Topological, functional, and structural analyses of protein-protein Interaction networks of breast cancer lung and brain metastases

Abstract

Breast cancer is the second most common cause of death among women. However, it is not deadly if the cancerous cells remain in the breast. The life threat starts when cancerous cells travel to other parts of body like lung, liver, bone and brain. So, most breast cancer deaths derive from metastasis to other organs. In this study, we introduce novel proteins and cellular pathways that play important roles in brain and lung metastases of breast cancer using Protein-Protein Interaction (PPI) networks. Our topological analysis identified genes such as RPL5, MMP2 and DPP4 which are already known to be associated with lung or brain metastasis.
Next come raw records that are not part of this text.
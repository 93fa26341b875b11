use std::io;
use std::path::PathBuf;
use std::process::ExitCode;

use clap::Parser;
use tracing_subscriber::EnvFilter;

use task_tracker::commands::dispatch;
use task_tracker::parser::parse;
use task_tracker::storage::{default_db_path, TaskStore};

#[derive(Parser)]
#[command(name = "task-tracker")]
#[command(about = "Track tasks in a local JSON file", long_about = None)]
#[command(after_help = "Run `task-tracker help` for the list of commands.")]
struct Cli {
    /// Path to the tasks JSON file
    #[arg(short, long, env = "TASK_TRACKER_DB")]
    file: Option<PathBuf>,
    /// Log store activity to stderr
    #[arg(short, long)]
    verbose: bool,
    /// Command followed by its arguments, e.g. `add Buy milk`
    #[arg(trailing_var_arg = true, allow_hyphen_values = true)]
    args: Vec<String>,
}

fn init_logging(verbose: bool) {
    let default_level = if verbose { "debug" } else { "warn" };
    tracing_subscriber::fmt()
        .with_writer(io::stderr)
        .with_env_filter(EnvFilter::try_from_default_env().unwrap_or_else(|_| EnvFilter::new(default_level)))
        .init();
}

fn main() -> ExitCode {
    let cli = Cli::parse();
    init_logging(cli.verbose);

    let command = match parse(&cli.args) {
        Ok(command) => command,
        Err(e) => {
            println!("{}", e);
            return ExitCode::SUCCESS;
        }
    };

    let store = TaskStore::new(cli.file.unwrap_or_else(default_db_path));
    tracing::debug!(path = %store.path().display(), ?command, "dispatching");

    if let Err(e) = dispatch(&store, command, &mut io::stdout().lock()) {
        eprintln!("Error: {}", e);
        return ExitCode::FAILURE;
    }
    ExitCode::SUCCESS
}
use pretty_assertions::assert_eq;
use task_tracker::models::Status;
use task_tracker::parser::{parse, Command, ParseError};

#[test]
fn test_empty_input() {
    let tokens: [&str; 0] = [];
    assert_eq!(parse(&tokens), Err(ParseError::EmptyInput));
    assert_eq!(ParseError::EmptyInput.to_string(), "Empty input");
}

#[test]
fn test_unknown_command_names_the_word() {
    for word in ["remove", "frobnicate", "mark", "lists"] {
        let err = parse(&[word, "1"]).unwrap_err();
        assert_eq!(err, ParseError::UnknownCommand(word.to_string()));
        assert!(err.to_string().contains(word));
    }
}

#[test]
fn test_add_requires_description() {
    let err = parse(&["add"]).unwrap_err();
    assert_eq!(err.to_string(), "Missing task description");
}

#[test]
fn test_add_joins_tokens() {
    assert_eq!(
        parse(&["add", "Buy", "milk"]),
        Ok(Command::Add { description: "Buy milk".into() })
    );
}

#[test]
fn test_update_arity() {
    assert_eq!(parse(&["update", "3", "x", "y"]), Err(ParseError::UpdateSyntax));
    assert_eq!(parse(&["update", "3"]), Err(ParseError::UpdateSyntax));
    assert_eq!(
        ParseError::UpdateSyntax.to_string(),
        "Invalid syntax! update <id> <description>"
    );
}

#[test]
fn test_update_requires_positive_id() {
    for id in ["0", "-2", "abc", "1.5"] {
        let err = parse(&["update", id, "x"]).unwrap_err();
        assert_eq!(err.to_string(), "Id must be a positive integer");
    }
}

#[test]
fn test_update_valid() {
    assert_eq!(
        parse(&["update", "3", "newdesc"]),
        Ok(Command::Update { id: 3, description: "newdesc".into() })
    );
}

#[test]
fn test_delete_drops_unparseable_ids() {
    assert_eq!(
        parse(&["delete", "1", "abc", "3"]),
        Ok(Command::Delete { ids: vec![1, 3] })
    );
}

#[test]
fn test_delete_requires_an_argument() {
    let err = parse(&["delete"]).unwrap_err();
    assert_eq!(err.to_string(), "Invalid syntax! delete <id1> [id2] ...");
}

#[test]
fn test_delete_with_only_garbage_is_still_valid() {
    assert_eq!(parse(&["delete", "x", "y"]), Ok(Command::Delete { ids: vec![] }));
}

#[test]
fn test_mark_commands() {
    assert_eq!(
        parse(&["mark-todo", "2"]),
        Ok(Command::MarkToDo { ids: vec![2] })
    );
    assert_eq!(
        parse(&["mark-in-progress", "1", "nope", "4"]),
        Ok(Command::MarkInProgress { ids: vec![1, 4] })
    );
    assert_eq!(
        parse(&["MARK-DONE", "5"]),
        Ok(Command::MarkDone { ids: vec![5] })
    );
    assert_eq!(
        parse(&["mark-done"]),
        Err(ParseError::MissingIds("mark-done".into()))
    );
}

#[test]
fn test_list_status_spellings() {
    let expected = Ok(Command::List { statuses: vec![Status::InProgress] });
    assert_eq!(parse(&["list", "in-progress"]), expected);
    assert_eq!(parse(&["list", "inprogress"]), expected);
}

#[test]
fn test_list_defaults_to_all_statuses() {
    assert_eq!(
        parse(&["list"]),
        Ok(Command::List { statuses: vec![Status::ToDo, Status::InProgress, Status::Done] })
    );
}

#[test]
fn test_list_drops_unknown_statuses() {
    assert_eq!(
        parse(&["list", "done", "someday", "todo"]),
        Ok(Command::List { statuses: vec![Status::Done, Status::ToDo] })
    );
}

#[test]
fn test_help() {
    assert_eq!(parse(&["help"]), Ok(Command::Help));
}

#[test]
fn test_accepts_owned_strings() {
    let args: Vec<String> = vec!["add".into(), "Write".into(), "tests".into()];
    assert_eq!(
        parse(&args),
        Ok(Command::Add { description: "Write tests".into() })
    );
}
//! # Task Tracker
//!
//! A small command-line task tracker backed by a single JSON file.
//!
//! ```bash
//! task-tracker add Buy groceries
//! task-tracker update 1 "Buy milk and bread"
//! task-tracker mark-in-progress 1
//! task-tracker mark-done 1 2
//! task-tracker list in-progress done
//! task-tracker delete 1
//! ```
//!
//! ## Data Storage
//!
//! Tasks are saved as a pretty-printed JSON array in your local data directory:
//! *   Linux: `~/.local/share/task-tracker/data.json`
//! *   macOS: `~/Library/Application Support/task-tracker/data.json`
//! *   Windows: `%LOCALAPPDATA%\task-tracker\data.json`
//!
//! Override it with `--file <PATH>` or the `TASK_TRACKER_DB` environment variable.
//! A malformed file is treated as empty and overwritten by the next change.

pub mod commands;
pub mod models;
pub mod parser;
pub mod storage;
use std::io::{self, Write};

use chrono::{DateTime, Local};
use comfy_table::presets::UTF8_FULL;
use comfy_table::{Attribute, Cell, Color, ContentArrangement, Table};

use crate::models::{Status, Task};
use crate::parser::Command;
use crate::storage::{StorageError, TaskStore};

pub const HELP_TEXT: &str = "\
-----------------------
Task Tracker CLI
-----------------------
Usage:
  add <description>                      Add a new task with a description
  update <id> <description>              Update the description of an existing task
  delete <id1> [id2] [id3] ...           Delete one or more tasks by ID
  mark-todo <id1> [id2] [id3] ...        Mark one or more tasks as 'todo'
  mark-in-progress <id1> [id2] [id3] ... Mark one or more tasks as 'in-progress'
  mark-done <id1> [id2] [id3] ...        Mark one or more tasks as 'done'
  list [status ...]                      List tasks; optionally filter by status:
                                         - 'todo', 'in-progress', or 'done'
                                         - If no status is provided, lists all tasks
  help                                   Show this message

Examples:
  add \"Buy groceries\"
  update 3 \"Buy milk and bread\"
  delete 1 4 5
  mark-done 2 7
  list todo
  list
";

/// Errors surfaced while running a command.
#[derive(Debug, thiserror::Error)]
pub enum DispatchError {
    #[error(transparent)]
    Storage(#[from] StorageError),
    #[error("cannot write output: {0}")]
    Output(#[from] io::Error),
}

/// Runs a validated command against the store and writes the result to `out`.
pub fn dispatch<W: Write>(store: &TaskStore, command: Command, out: &mut W) -> Result<(), DispatchError> {
    match command {
        Command::Add { description } => {
            let task = store.add(description)?;
            writeln!(out, "Task added to list. {}", summary(&task))?;
        }
        Command::Update { id, description } => match store.update(id, description)? {
            Some(task) => writeln!(out, "Task updated. {}", summary(&task))?,
            None => writeln!(out, "Task with id {} not found!", id)?,
        },
        Command::Delete { ids } => {
            let removed = store.delete(&ids)?;
            writeln!(out, "Deleted {} task(s).", removed)?;
        }
        Command::MarkToDo { ids } => mark(store, &ids, Status::ToDo, out)?,
        Command::MarkInProgress { ids } => mark(store, &ids, Status::InProgress, out)?,
        Command::MarkDone { ids } => mark(store, &ids, Status::Done, out)?,
        Command::List { statuses } => {
            let tasks = store.list(&statuses)?;
            if tasks.is_empty() {
                writeln!(out, "No tasks found.")?;
            } else {
                writeln!(out, "{}", render_table(&tasks))?;
            }
        }
        Command::Help => write!(out, "{}", HELP_TEXT)?,
    }
    Ok(())
}

fn mark<W: Write>(store: &TaskStore, ids: &[u32], status: Status, out: &mut W) -> Result<(), DispatchError> {
    let marked = store.set_status(ids, status)?;
    writeln!(out, "Marked {} task(s) as {}.", marked, status)?;
    Ok(())
}

fn summary(task: &Task) -> String {
    format!(
        "Task id: {}, Task status: {}, Task Description: {}",
        task.id, task.status, task.description
    )
}

/// Formats tasks as a table, keeping the order given.
pub fn render_table(tasks: &[Task]) -> Table {
    let mut table = Table::new();
    table
        .load_preset(UTF8_FULL)
        .set_content_arrangement(ContentArrangement::Dynamic)
        .set_header(vec![
            Cell::new("ID").add_attribute(Attribute::Bold),
            Cell::new("Description").add_attribute(Attribute::Bold),
            Cell::new("Status").add_attribute(Attribute::Bold),
            Cell::new("Created").add_attribute(Attribute::Bold),
            Cell::new("Updated").add_attribute(Attribute::Bold),
        ]);

    for t in tasks {
        let status_color = match t.status {
            Status::ToDo => Color::Yellow,
            Status::InProgress => Color::Cyan,
            Status::Done => Color::Green,
        };
        table.add_row(vec![
            Cell::new(t.id),
            Cell::new(&t.description),
            Cell::new(t.status).fg(status_color),
            Cell::new(timestamp(&t.created_at)),
            Cell::new(timestamp(&t.updated_at)),
        ]);
    }
    table
}

fn timestamp(at: &DateTime<Local>) -> String {
    at.format("%Y-%m-%d %H:%M:%S").to_string()
}
//! Turns raw argument tokens into a validated [`Command`].
//!
//! Parsing is pure: no file system access, and every malformed input comes
//! back as a [`ParseError`] whose `Display` is the message shown to the user.

use crate::models::Status;

/// A validated request, one variant per command keyword.
#[derive(Debug, Clone, PartialEq, Eq)]
pub enum Command {
    Add { description: String },
    Update { id: u32, description: String },
    Delete { ids: Vec<u32> },
    List { statuses: Vec<Status> },
    MarkToDo { ids: Vec<u32> },
    MarkInProgress { ids: Vec<u32> },
    MarkDone { ids: Vec<u32> },
    Help,
}

/// Why a token sequence was rejected.
#[derive(Debug, Clone, PartialEq, Eq, thiserror::Error)]
pub enum ParseError {
    #[error("Empty input")]
    EmptyInput,
    #[error("Unknown command: {0}")]
    UnknownCommand(String),
    #[error("Missing task description")]
    MissingDescription,
    #[error("Invalid syntax! update <id> <description>")]
    UpdateSyntax,
    #[error("Id must be a positive integer")]
    InvalidId,
    #[error("Invalid syntax! {0} <id1> [id2] ...")]
    MissingIds(String),
}

/// Parses one invocation's arguments (without the program name).
///
/// The keyword is matched case-insensitively. Id and status lists are
/// lenient: tokens that do not parse are dropped rather than rejected.
pub fn parse<S: AsRef<str>>(tokens: &[S]) -> Result<Command, ParseError> {
    let (keyword, rest) = match tokens.split_first() {
        Some((first, rest)) => (first.as_ref().to_lowercase(), rest),
        None => return Err(ParseError::EmptyInput),
    };

    match keyword.as_str() {
        "add" => parse_add(rest),
        "update" => parse_update(rest),
        "delete" => Ok(Command::Delete { ids: parse_ids(&keyword, rest)? }),
        "list" => Ok(Command::List { statuses: parse_statuses(rest) }),
        "mark-todo" => Ok(Command::MarkToDo { ids: parse_ids(&keyword, rest)? }),
        "mark-in-progress" => Ok(Command::MarkInProgress { ids: parse_ids(&keyword, rest)? }),
        "mark-done" => Ok(Command::MarkDone { ids: parse_ids(&keyword, rest)? }),
        "help" => Ok(Command::Help),
        _ => Err(ParseError::UnknownCommand(keyword)),
    }
}

fn parse_add<S: AsRef<str>>(rest: &[S]) -> Result<Command, ParseError> {
    if rest.is_empty() {
        return Err(ParseError::MissingDescription);
    }
    let description = rest.iter().map(|t| t.as_ref()).collect::<Vec<&str>>().join(" ");
    Ok(Command::Add { description })
}

// Unlike `add`, the description must arrive as a single (quoted) token.
fn parse_update<S: AsRef<str>>(rest: &[S]) -> Result<Command, ParseError> {
    let [id, description] = rest else {
        return Err(ParseError::UpdateSyntax);
    };
    let id = match parse_id(id.as_ref()) {
        Ok(id) if id > 0 => id,
        _ => return Err(ParseError::InvalidId),
    };
    Ok(Command::Update { id, description: description.as_ref().to_string() })
}

fn parse_ids<S: AsRef<str>>(keyword: &str, rest: &[S]) -> Result<Vec<u32>, ParseError> {
    if rest.is_empty() {
        return Err(ParseError::MissingIds(keyword.to_string()));
    }
    Ok(rest.iter().filter_map(|t| parse_id(t.as_ref()).ok()).collect())
}

// Quoted ids may carry surrounding whitespace, e.g. `" 3"`.
fn parse_id(token: &str) -> Result<u32, std::num::ParseIntError> {
    token.trim().parse::<u32>()
}

fn parse_statuses<S: AsRef<str>>(rest: &[S]) -> Vec<Status> {
    if rest.is_empty() {
        return Status::ALL.to_vec();
    }
    let mut statuses = Vec::new();
    for status in rest.iter().filter_map(|t| t.as_ref().parse::<Status>().ok()) {
        if !statuses.contains(&status) {
            statuses.push(status);
        }
    }
    statuses
}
Additionally, we found four and nine novel candidate genes that are specific to lung and brain metastases, respectively. The functional enrichment analysis showed that KEGG pathways associated with the immune system and infectious diseases, particularly the chemokine signaling pathway, are important for lung metastasis. On the other hand, pathways related to genetic information processing were more involved in brain metastasis. By enriching the traditional PPI network with protein structural data, we show the effects of mutations on specific protein-protein interactions. By using the different conformations of protein CXCL12, we show the effect of H25R mutation on CXCL12 dimerization.